We show here that the conserved module B (-80 to -40) plays a dual role in mediating liver-restricted transcription of the HL gene. On the one hand, the module mediates moderate stimulation of minimal promoter activity in liver-derived HepG2 cells, and on the other hand, it mediates inhibition of minimal promoter activity in the non-hepatic HeLa cells. Of the potential TFBS identified in module B, the liver-enriched HNF1 is a likely candidate for effecting the liver-specific activation of the HL promoter. Other groups have already suggested an important role for the HNF1 binding site [22-24], and in vitro HNF1 binding to this sequence has been demonstrated by gelshift assays [24]. Furthermore, HNF1α knockout mice have 3.4 fold lower HL mRNA levels than control mice [28]. In primary hepatocytes, HL secretion increases with HNF1α gene dosage [28]. However, HL mRNA and HL secretion are not completely lost by HNF1α knockout, indicating that HNF1α is not the only transcription factor determining HL expression in liver. HL secretion was only observed with hepatoma cell lines that express HNF1α or HNF1β mRNA [24], but not all cell lines with detectable HNF1α or -β expression do also secrete HL. In fact, HL secretion correlated with expression of HNF4 rather than with HNF1 mRNA [24]. The HNF4α gene itself is a target of HNF1α [29]. Since potential HNF4α binding sites were detected in the conserved module A (as well as in the -295/-265 module), the liver-specific stimulation of HL promoter activity may well be mediated by HNF4α. In fact, HNF4α is bound to the promoter regions of almost half of the actively transcribed genes in human liver [29] and therefore contributes to a large fraction of liver-specific gene expression.

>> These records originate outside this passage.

//! main.rs - Desktop simulator for the snowfall engine
//! Hosts the engine in an SDL window: supplies geometry, frame callbacks and
//! a drawing surface, and shows what the performance monitor is doing.

use core::fmt::Write as _;
use std::thread;
use std::time::{Duration, Instant};

use anyhow::{ensure, Result};
use clap::Parser;
use embedded_graphics::{
    mono_font::{ascii::FONT_6X10, MonoTextStyle},
    pixelcolor::Rgb888,
    prelude::*,
    text::{Baseline, Text},
};
use embedded_graphics_simulator::{
    OutputSettingsBuilder, SimulatorDisplay, SimulatorEvent, Window,
};
use log::info;

use snowfall::density::effective_scale;
use snowfall::{Config, DrawTargetSurface, PerfState, Snowfall, TickId, TickSource};

#[derive(Parser, Debug)]
#[command(name = "snowfall")]
#[command(about = "Desktop simulator for the adaptive snowfall effect")]
struct Cli {
    /// Logical surface width
    #[arg(long, default_value_t = 480)]
    width: u32,

    /// Logical surface height
    #[arg(long, default_value_t = 270)]
    height: u32,

    /// Pixel density the simulated platform reports
    #[arg(long, default_value_t = 1.0)]
    platform_scale: f32,

    /// Particles at the 1920x1080 reference area
    #[arg(long, default_value_t = 2500.0)]
    amount: f32,

    #[arg(long, default_value_t = 4000)]
    max_particles: usize,

    #[arg(long, default_value_t = 2.0)]
    pixel_density_cap: f32,

    /// Start with the visible area already full of snow
    #[arg(long)]
    fill: bool,

    #[arg(long, default_value_t = 60)]
    fps: u32,

    /// Extra work per frame in milliseconds, to provoke a downgrade
    #[arg(long, default_value_t = 0)]
    stall_ms: u64,

    /// Window pixels per display pixel
    #[arg(long, default_value_t = 2)]
    window_scale: u32,
}

// Display stays at the size it was opened with. A lower buffer scale is
// emulated by snapping squares to the coarser buffer grid.
type SimSurface = DrawTargetSurface<SimulatorDisplay<Rgb888>>;

fn sim_surface(width: u32, height: u32, display_scale: f32, background: Rgb888) -> SimSurface {
    let size = Size::new(
        (width as f32 * display_scale).round() as u32,
        (height as f32 * display_scale).round() as u32,
    );
    DrawTargetSurface::with_display_scale(SimulatorDisplay::new(size), background, display_scale)
}

/// One pending frame at a time, fired by the main loop.
#[derive(Default)]
struct FrameScheduler {
    next_id: u64,
    pending: Option<TickId>,
}

impl FrameScheduler {
    fn fire(&mut self) -> Option<TickId> {
        self.pending.take()
    }
}

impl TickSource for FrameScheduler {
    fn request_tick(&mut self) -> TickId {
        let id = TickId(self.next_id);
        self.next_id += 1;
        self.pending = Some(id);
        id
    }

    fn cancel_tick(&mut self, id: TickId) {
        if self.pending == Some(id) {
            self.pending = None;
        }
    }
}

fn draw_hud(snow: &mut Snowfall<SimSurface>) {
    let mut status: heapless::String<96> = heapless::String::new();
    let state = match snow.monitor().state() {
        PerfState::Stable => "stable",
        PerfState::Cooldown { .. } => "cooldown",
    };
    let _ = write!(
        &mut status,
        "{} flakes  x{:.2}  {:.1}ms  {}",
        snow.particle_count(),
        snow.effective_scale(),
        snow.monitor().avg_frame_ms(),
        if snow.is_paused() { "hidden" } else { state },
    );

    let style = MonoTextStyle::new(&FONT_6X10, Rgb888::new(90, 140, 200));
    Text::with_baseline(status.as_str(), Point::new(4, 4), style, Baseline::Top)
        .draw(snow.surface_mut().target_mut())
        .unwrap();
}

fn main() -> Result<()> {
    env_logger::init();
    let cli = Cli::parse();
    ensure!(cli.fps > 0, "--fps must be positive");

    let config = Config {
        amount: cli.amount,
        max_particles: cli.max_particles,
        pixel_density_cap: cli.pixel_density_cap,
        initial_fill: cli.fill,
        ..Config::default()
    };

    let display_scale = effective_scale(cli.platform_scale, None, config.pixel_density_cap);
    let surface = sim_surface(cli.width, cli.height, display_scale, config.background);
    let mut snow = Snowfall::new(surface, config)?;
    snow.set_platform_scale(cli.platform_scale);
    snow.recompute_for_size(cli.width as f32, cli.height as f32);

    let output_settings = OutputSettingsBuilder::new()
        .scale(cli.window_scale.max(1))
        .build();
    let mut window = Window::new("Snowfall", &output_settings);

    println!("=== Snowfall simulator ===");
    println!("Controls:");
    println!("  H: Hide / show (visibility pause)");
    println!("  Q: Quit");
    info!(
        "{}x{} @ {:.2}, {} particles",
        cli.width,
        cli.height,
        snow.effective_scale(),
        snow.particle_count()
    );

    let mut scheduler = FrameScheduler::default();
    let frame_duration = Duration::from_secs_f64(1.0 / cli.fps as f64);
    let epoch = Instant::now();
    snow.start(&mut scheduler);

    'main_loop: loop {
        let frame_start = Instant::now();

        if scheduler.fire().is_some() {
            let now_ms = epoch.elapsed().as_secs_f64() * 1000.0;
            snow.tick(now_ms, &mut scheduler);
            if cli.stall_ms > 0 {
                thread::sleep(Duration::from_millis(cli.stall_ms));
            }
        }

        draw_hud(&mut snow);
        window.update(snow.surface().target());

        for event in window.events() {
            match event {
                SimulatorEvent::Quit => break 'main_loop,
                SimulatorEvent::KeyDown { keycode, .. } => {
                    let key = format!("{:?}", keycode).to_lowercase();
                    match key.as_str() {
                        "h" => {
                            if snow.is_paused() {
                                snow.resume(&mut scheduler);
                                println!("Visible");
                            } else {
                                snow.pause(&mut scheduler);
                                println!("Hidden");
                            }
                        }
                        "q" => break 'main_loop,
                        _ => {}
                    }
                }
                _ => {}
            }
        }

        let elapsed = frame_start.elapsed();
        if elapsed < frame_duration {
            thread::sleep(frame_duration - elapsed);
        }
    }

    snow.destroy(&mut scheduler);
    println!("Thanks for watching the snow!");
    Ok(())
}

Sequence modules that contain both HNF1 and HNF4 binding sites are among the strongest predictors of liver-specific transcription [10]. Rufibach et al. [25] proposed that HNF1α and HNF4α independently and additively activate HL promoter activity. Which transcription factor(s) mediate inhibition of minimal promoter activity in cells of non-hepatic origin, remain(s) unknown at present.